I left off at the end of ‘What is a poem 1’ with the preliminary conclusion that a poem is a particular kind of language act, not a particular kind of language. That idea on its own doesn’t get us very far unless we can say what sort of language act it is – what is it doing or not doing? Now is the time to avoid some common philosophical pratfalls.

1) No assimilation. ‘Everything is what it is and not another thing’ – a poem is not going to turn out to be any other kind of language act than a poem, but we can (I hope) poke, prod and describe until we get a pretty fair idea of what that is (or those are see point 2).

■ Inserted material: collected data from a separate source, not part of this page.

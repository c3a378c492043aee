//! Vector distance function rendering

use serde::{Deserialize, Serialize};
use std::fmt;

/// SQL distance functions the server exposes for vector columns.
#[derive(Debug, Clone, Copy, PartialEq, Eq, Serialize, Deserialize)]
pub enum DistanceFn {
    /// Euclidean distance (L2 norm)
    L2Distance,
    /// Cosine distance (1 - cosine similarity)
    CosineDistance,
    /// Negative inner product
    InnerProduct,
}

impl DistanceFn {
    /// SQL function name.
    pub fn function_name(&self) -> &'static str {
        match self {
            DistanceFn::L2Distance => "l2_distance",
            DistanceFn::CosineDistance => "cosine_distance",
            DistanceFn::InnerProduct => "inner_product",
        }
    }

    /// Short metric keyword used in index parameters, e.g. `distance=l2`.
    pub fn metric_keyword(&self) -> &'static str {
        match self {
            DistanceFn::L2Distance => "l2",
            DistanceFn::CosineDistance => "cosine",
            DistanceFn::InnerProduct => "inner_product",
        }
    }

    /// Render the SQL call text over arbitrary argument expressions.
    pub fn render_call(&self, args: &[&str]) -> String {
        format!("{}({})", self.function_name(), args.join(", "))
    }
}

impl fmt::Display for DistanceFn {
    fn fmt(&self, f: &mut fmt::Formatter<'_>) -> fmt::Result {
        f.write_str(self.function_name())
    }
}

impl Default for DistanceFn {
    fn default() -> Self {
        DistanceFn::L2Distance
    }
}
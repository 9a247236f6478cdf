//! Wall clock face formatting.

use std::fmt;
use std::str::FromStr;

use chrono::Timelike;
use serde::{Deserialize, Serialize};

use crate::error::ConfigError;

/// Hour format of the clock face, cycled by the format button.
#[derive(Debug, Clone, Copy, PartialEq, Eq, Default, Serialize, Deserialize)]
#[serde(rename_all = "lowercase")]
pub enum ClockFormat {
    #[default]
    H24,
    H12,
}

impl ClockFormat {
    pub fn next(self) -> Self {
        match self {
            ClockFormat::H24 => ClockFormat::H12,
            ClockFormat::H12 => ClockFormat::H24,
        }
    }

    /// Button label.
    pub fn label(self) -> &'static str {
        match self {
            ClockFormat::H24 => "24H",
            ClockFormat::H12 => "12H",
        }
    }
}

impl fmt::Display for ClockFormat {
    fn fmt(&self, f: &mut fmt::Formatter<'_>) -> fmt::Result {
        f.write_str(self.label())
    }
}

impl FromStr for ClockFormat {
    type Err = ConfigError;

    /// Accepts `24h`/`h24`/`0` and `12h`/`h12`/`1`, case-insensitive. The
    /// digits are how the page stores the preference.
    fn from_str(s: &str) -> Result<Self, Self::Err> {
        match s.trim().to_ascii_lowercase().as_str() {
            "24h" | "h24" | "24" | "0" => Ok(ClockFormat::H24),
            "12h" | "h12" | "12" | "1" => Ok(ClockFormat::H12),
            other => Err(ConfigError::InvalidValue {
                key: "clock.format".to_string(),
                message: format!("unknown clock format '{other}'"),
            }),
        }
    }
}

/// `HH:MM:SS`. The 12-hour face has no AM/PM marker and shows midnight and
/// noon as `12`.
pub fn format_clock<T: Timelike>(time: &T, format: ClockFormat) -> String {
    let hours = match format {
        ClockFormat::H24 => time.hour(),
        ClockFormat::H12 => match time.hour() % 12 {
            0 => 12,
            h => h,
        },
    };
    format!("{:02}:{:02}:{:02}", hours, time.minute(), time.second())
}
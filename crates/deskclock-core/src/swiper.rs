//! Paged horizontal swiper.
//!
//! Pages sit side by side with a fixed gap. Dragging moves the strip with the
//! pointer, rubber-banding past the first and last page; releasing beyond
//! `threshold` pixels moves one page in the swipe direction, otherwise the
//! strip snaps back.

use serde::{Deserialize, Serialize};

#[derive(Debug, Clone, PartialEq, Serialize, Deserialize)]
#[serde(default)]
pub struct SwiperConfig {
    pub pages: usize,
    pub page_width: f64,
    pub gap: f64,
    /// Minimum horizontal travel, in pixels, that changes page.
    pub threshold: f64,
    /// Fraction of overscroll applied past either end.
    pub resistance: f64,
}

impl Default for SwiperConfig {
    fn default() -> Self {
        Self {
            pages: 3,
            page_width: 360.0,
            gap: 4.0,
            threshold: 50.0,
            resistance: 0.3,
        }
    }
}

/// A touch gesture counts as horizontal when `|dx| > |dy| * 0.5`; anything
/// else is left to vertical scrolling.
pub fn is_horizontal_swipe(dx: f64, dy: f64) -> bool {
    dx.abs() > dy.abs() * 0.5
}

#[derive(Debug, Clone)]
struct SwipeGesture {
    start_x: f64,
    start_y: f64,
    current_x: f64,
    start_offset: f64,
    /// Decided on the first move; `None` until then.
    horizontal: Option<bool>,
}

#[derive(Debug, Clone)]
pub struct PageSwiper {
    config: SwiperConfig,
    page: usize,
    gesture: Option<SwipeGesture>,
}

impl PageSwiper {
    pub fn new(config: SwiperConfig) -> Self {
        let config = SwiperConfig {
            pages: config.pages.max(1),
            ..config
        };
        Self {
            config,
            page: 0,
            gesture: None,
        }
    }

    pub fn config(&self) -> &SwiperConfig {
        &self.config
    }

    pub fn page(&self) -> usize {
        self.page
    }

    pub fn is_dragging(&self) -> bool {
        self.gesture.is_some()
    }

    /// Resting translation of `page`: `-page * (width + gap)`.
    pub fn page_offset(&self, page: usize) -> f64 {
        -(page as f64) * (self.config.page_width + self.config.gap)
    }

    /// Current translation of the page strip.
    pub fn offset(&self) -> f64 {
        match &self.gesture {
            Some(g) if g.horizontal != Some(false) => {
                self.resisted(g.start_offset + g.current_x - g.start_x)
            }
            _ => self.page_offset(self.page),
        }
    }

    pub fn begin(&mut self, x: f64, y: f64) {
        self.gesture = Some(SwipeGesture {
            start_x: x,
            start_y: y,
            current_x: x,
            start_offset: self.page_offset(self.page),
            horizontal: None,
        });
    }

    /// Track the pointer. Returns the new strip offset, or `None` when no
    /// gesture is active or it was classified as vertical scrolling.
    pub fn update(&mut self, x: f64, y: f64) -> Option<f64> {
        let gesture = self.gesture.as_mut()?;
        let (dx, dy) = (x - gesture.start_x, y - gesture.start_y);
        let horizontal = *gesture
            .horizontal
            .get_or_insert_with(|| is_horizontal_swipe(dx, dy));
        if !horizontal {
            return None;
        }
        gesture.current_x = x;
        Some(self.offset())
    }

    /// Release. Returns the page the strip settles on.
    pub fn end(&mut self) -> usize {
        let Some(gesture) = self.gesture.take() else {
            return self.page;
        };
        if gesture.horizontal == Some(false) {
            return self.page;
        }
        let dx = gesture.current_x - gesture.start_x;
        if dx.abs() > self.config.threshold {
            if dx > 0.0 && self.page > 0 {
                self.page -= 1;
            } else if dx < 0.0 && self.page + 1 < self.config.pages {
                self.page += 1;
            }
        }
        tracing::debug!(page = self.page, dx, "swipe settled");
        self.page
    }

    /// Jump to `page`. Out-of-range pages are ignored.
    pub fn go_to(&mut self, page: usize) -> bool {
        if page >= self.config.pages {
            return false;
        }
        self.page = page;
        self.gesture = None;
        true
    }

    fn resisted(&self, offset: f64) -> f64 {
        let max = 0.0;
        let min = self.page_offset(self.config.pages - 1);
        if offset > max {
            max + (offset - max) * self.config.resistance
        } else if offset < min {
            min + (offset - min) * self.config.resistance
        } else {
            offset
        }
    }
}

impl Default for PageSwiper {
    fn default() -> Self {
        Self::new(SwiperConfig::default())
    }
}
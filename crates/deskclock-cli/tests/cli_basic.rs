//! Basic CLI E2E tests.
//!
//! Tests invoke CLI commands via cargo run and verify outputs. Each test
//! points DESKCLOCK_DATA_DIR at its own temp directory.

use std::path::Path;
use std::process::Command;

/// Run a CLI command and return (stdout, stderr, exit code).
fn run_cli(data_dir: &Path, args: &[&str]) -> (String, String, i32) {
    let output = Command::new("cargo")
        .args(["run", "-q", "-p", "deskclock-cli", "--"])
        .args(args)
        .env("DESKCLOCK_ENV", "dev")
        .env("DESKCLOCK_DATA_DIR", data_dir)
        .output()
        .expect("Failed to execute CLI command");

    let stdout = String::from_utf8_lossy(&output.stdout).to_string();
    let stderr = String::from_utf8_lossy(&output.stderr).to_string();
    let code = output.status.code().unwrap_or(-1);

    (stdout, stderr, code)
}

fn run_json(data_dir: &Path, args: &[&str]) -> serde_json::Value {
    let (stdout, stderr, code) = run_cli(data_dir, args);
    assert_eq!(code, 0, "{args:?} failed: {stderr}");
    serde_json::from_str(&stdout).expect("stdout is JSON")
}

#[test]
fn test_timer_status_defaults_to_idle() {
    let dir = tempfile::tempdir().unwrap();
    let status = run_json(dir.path(), &["timer", "status"]);
    assert_eq!(status["type"], "StateSnapshot");
    assert_eq!(status["phase"], "idle");
    assert_eq!(status["duration_ms"], 25 * 60_000);
}

#[test]
fn test_timer_configure_rounds_to_step() {
    let dir = tempfile::tempdir().unwrap();
    let configured = run_json(dir.path(), &["timer", "configure", "0.51"]);
    assert_eq!(configured["type"], "Configured");
    assert_eq!(configured["duration_ms"], 30_000);
}

#[test]
fn test_timer_start_pause_stop_logs_history() {
    let dir = tempfile::tempdir().unwrap();
    run_json(dir.path(), &["timer", "configure", "5"]);

    let started = run_json(dir.path(), &["timer", "start"]);
    assert_eq!(started["type"], "TimerStarted");

    let paused = run_json(dir.path(), &["timer", "pause"]);
    assert_eq!(paused["type"], "TimerPaused");

    let stopped = run_json(dir.path(), &["timer", "stop"]);
    assert_eq!(stopped["type"], "TimerStopped");
    assert_eq!(stopped["outcome"]["completed_naturally"], false);

    let records = run_json(dir.path(), &["history", "list", "--json"]);
    let records = records.as_array().unwrap();
    assert_eq!(records.len(), 1);
    assert_eq!(records[0]["isCompleted"], false);
}

#[test]
fn test_pause_when_idle_prints_snapshot() {
    let dir = tempfile::tempdir().unwrap();
    let out = run_json(dir.path(), &["timer", "pause"]);
    assert_eq!(out["type"], "StateSnapshot");
}

#[test]
fn test_history_note_and_delete() {
    let dir = tempfile::tempdir().unwrap();
    run_json(dir.path(), &["timer", "configure", "1"]);
    run_json(dir.path(), &["timer", "start"]);
    run_json(dir.path(), &["timer", "stop"]);

    let records = run_json(dir.path(), &["history", "list", "--json"]);
    let id = records[0]["id"].as_str().unwrap().to_string();

    let noted = run_json(dir.path(), &["history", "note", &id, "  reading  "]);
    assert_eq!(noted["note"], "reading");

    let stats = run_json(dir.path(), &["history", "stats"]);
    assert_eq!(stats["total"], 1);
    assert_eq!(stats["completed"], 0);

    let removed = run_json(dir.path(), &["history", "delete", &id]);
    assert_eq!(removed["id"], id.as_str());

    let (_, stderr, code) = run_cli(dir.path(), &["history", "delete", &id]);
    assert_ne!(code, 0);
    assert!(stderr.contains("error:"));
}

#[test]
fn test_config_get_set() {
    let dir = tempfile::tempdir().unwrap();
    let (stdout, _, code) = run_cli(dir.path(), &["config", "get", "drag.friction"]);
    assert_eq!(code, 0);
    assert_eq!(stdout.trim(), "0.94");

    let (_, _, code) = run_cli(dir.path(), &["config", "set", "clock.format", "h12"]);
    assert_eq!(code, 0);
    let (stdout, _, _) = run_cli(dir.path(), &["config", "get", "clock.format"]);
    assert_eq!(stdout.trim(), "h12");

    let (_, stderr, code) = run_cli(dir.path(), &["config", "set", "drag.nope", "1"]);
    assert_ne!(code, 0);
    assert!(stderr.contains("unknown config key"));
}

#[test]
fn test_config_rejects_negative_velocity_cap() {
    let dir = tempfile::tempdir().unwrap();
    let (_, stderr, code) = run_cli(dir.path(), &["config", "set", "drag.max_velocity", "-5"]);
    assert_ne!(code, 0);
    assert!(stderr.contains("drag.max_velocity"), "{stderr}");

    let (stdout, stderr, code) = run_cli(dir.path(), &["drag", "simulate", "--vx", "10", "--vy", "0"]);
    assert_eq!(code, 0, "{stderr}");
    assert!(stdout.lines().last().unwrap().contains("resting"));
}

#[test]
fn test_drag_simulate_settles() {
    let dir = tempfile::tempdir().unwrap();
    let (stdout, stderr, code) = run_cli(
        dir.path(),
        &["drag", "simulate", "--vx", "30", "--vy", "-10", "--half-width", "200"],
    );
    assert_eq!(code, 0, "{stderr}");
    let frames: Vec<serde_json::Value> = stdout
        .lines()
        .map(|line| serde_json::from_str(line).unwrap())
        .collect();
    assert_eq!(frames[0]["phase"], "inertia");
    let last = frames.last().unwrap();
    assert_eq!(last["phase"], "resting");
    assert!(last["position"]["x"].as_f64().unwrap() <= 200.0);
}

#[test]
fn test_clock_prints_time() {
    let dir = tempfile::tempdir().unwrap();
    let (stdout, _, code) = run_cli(dir.path(), &["clock", "--format", "12h"]);
    assert_eq!(code, 0);
    let face = stdout.trim();
    assert_eq!(face.len(), 8);
    let hours: u32 = face[..2].parse().unwrap();
    assert!((1..=12).contains(&hours));
}
//! Core error types for deskclock-core.
//!
//! Nothing in the timer or drag machines is fatal: the default UI-facing
//! methods absorb these conditions into no-ops. The `try_*` variants and the
//! storage layer surface them through the enums below.

use std::path::PathBuf;
use thiserror::Error;

use crate::timer::TimerPhase;

/// Core error type for deskclock-core.
#[derive(Error, Debug)]
pub enum CoreError {
    /// Countdown state machine errors
    #[error("Timer error: {0}")]
    Timer(#[from] TimerError),

    /// Timer history errors
    #[error("History error: {0}")]
    History(#[from] HistoryError),

    /// Database-related errors
    #[error("Database error: {0}")]
    Database(#[from] DatabaseError),

    /// Configuration-related errors
    #[error("Configuration error: {0}")]
    Config(#[from] ConfigError),
}

/// Countdown timer errors.
#[derive(Error, Debug, Clone, PartialEq)]
pub enum TimerError {
    /// Operation called in a phase that does not accept it.
    #[error("cannot {operation} while {phase:?}")]
    InvalidTransition {
        operation: &'static str,
        phase: TimerPhase,
    },

    /// Duration outside [5s, 3600s] or not a multiple of 5s.
    #[error("invalid countdown duration: {requested_ms} ms")]
    InvalidConfiguration { requested_ms: i64 },
}

/// Timer history errors.
#[derive(Error, Debug, Clone, PartialEq, Eq)]
pub enum HistoryError {
    /// No record with the given ID.
    #[error("no timer record with id '{0}'")]
    RecordNotFound(String),

    /// Note exceeds the maximum length.
    #[error("note is {len} characters, maximum is {max}")]
    NoteTooLong { len: usize, max: usize },
}

/// Database-specific errors.
#[derive(Error, Debug)]
pub enum DatabaseError {
    /// Failed to open database connection
    #[error("Failed to open database at {path}: {source}")]
    OpenFailed {
        path: PathBuf,
        #[source]
        source: rusqlite::Error,
    },

    /// Query execution failed
    #[error("Query failed: {0}")]
    QueryFailed(String),

    /// Database is locked
    #[error("Database is locked")]
    Locked,

    /// Stored value could not be decoded
    #[error("Stored value for '{key}' is corrupt: {message}")]
    Corrupt { key: String, message: String },
}

/// Configuration-specific errors.
#[derive(Error, Debug)]
pub enum ConfigError {
    /// Failed to load configuration
    #[error("Failed to load configuration from {path}: {message}")]
    LoadFailed { path: PathBuf, message: String },

    /// Failed to save configuration
    #[error("Failed to save configuration to {path}: {message}")]
    SaveFailed { path: PathBuf, message: String },

    /// Key does not exist in the configuration tree
    #[error("unknown config key: {0}")]
    UnknownKey(String),

    /// Invalid configuration value
    #[error("Invalid configuration value for '{key}': {message}")]
    InvalidValue { key: String, message: String },
}

impl From<rusqlite::Error> for DatabaseError {
    fn from(err: rusqlite::Error) -> Self {
        match &err {
            rusqlite::Error::SqliteFailure(e, _msg) => {
                if e.code == rusqlite::ErrorCode::DatabaseLocked {
                    DatabaseError::Locked
                } else {
                    DatabaseError::QueryFailed(err.to_string())
                }
            }
            _ => DatabaseError::QueryFailed(err.to_string()),
        }
    }
}

/// Result type alias for CoreError
pub type Result<T, E = CoreError> = std::result::Result<T, E>;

2) No oversimplification. Socrates/Plato’s great trick in the dialogues is to ask us what one feature all instances of ‘good’ or ‘justice’ etc. have in common and, when no consistent answer is available, tells us we don’t know what we mean. This is an unreasonable demand – at least outside the laboratory – based on a mistaken view of what meaning must be that has plagued philosophers for well over 2000 years. [I’m not going to explain why this is an unreasonable demand here, which would turn into a massive treatise on philosophy, but unless you are a philosopher you may well think that’s common sense! How did you learn to speak your first language? Is there anything inadequate about how that taught you what words mean?]

‘Poem’ may be a term which not only covers several different overlapping kinds of language use but one which is ultimately open-ended. (I think it almost certainly is – and none the worse for that – and ultimately I will argue that the open-ended nature of meaning is key to many of the language acts we call poems).

3) No foundation. There is a strong tendency in these discussions to start with some case which we want to be the key and use it as a foundation for a spreading inverse pyramid of relations and definition. This really arises from a combination of 1) and 2) but to counteract it we need to collect a broad sample of poems and try to decide what differentiates them from prose. Good work here may look quite formless. If you like, this is the drafting stage: where uncertainty and inconsistency are to be welcomed.

Just in case you want to rebel against these prescriptions they are not lightly undertaken. I spent 8 years studying philosophy, starting from a background of science mathematics and logic, and points 1-3 are not pleas for irrationalism, but for the only kind of rationality which, in the end, works.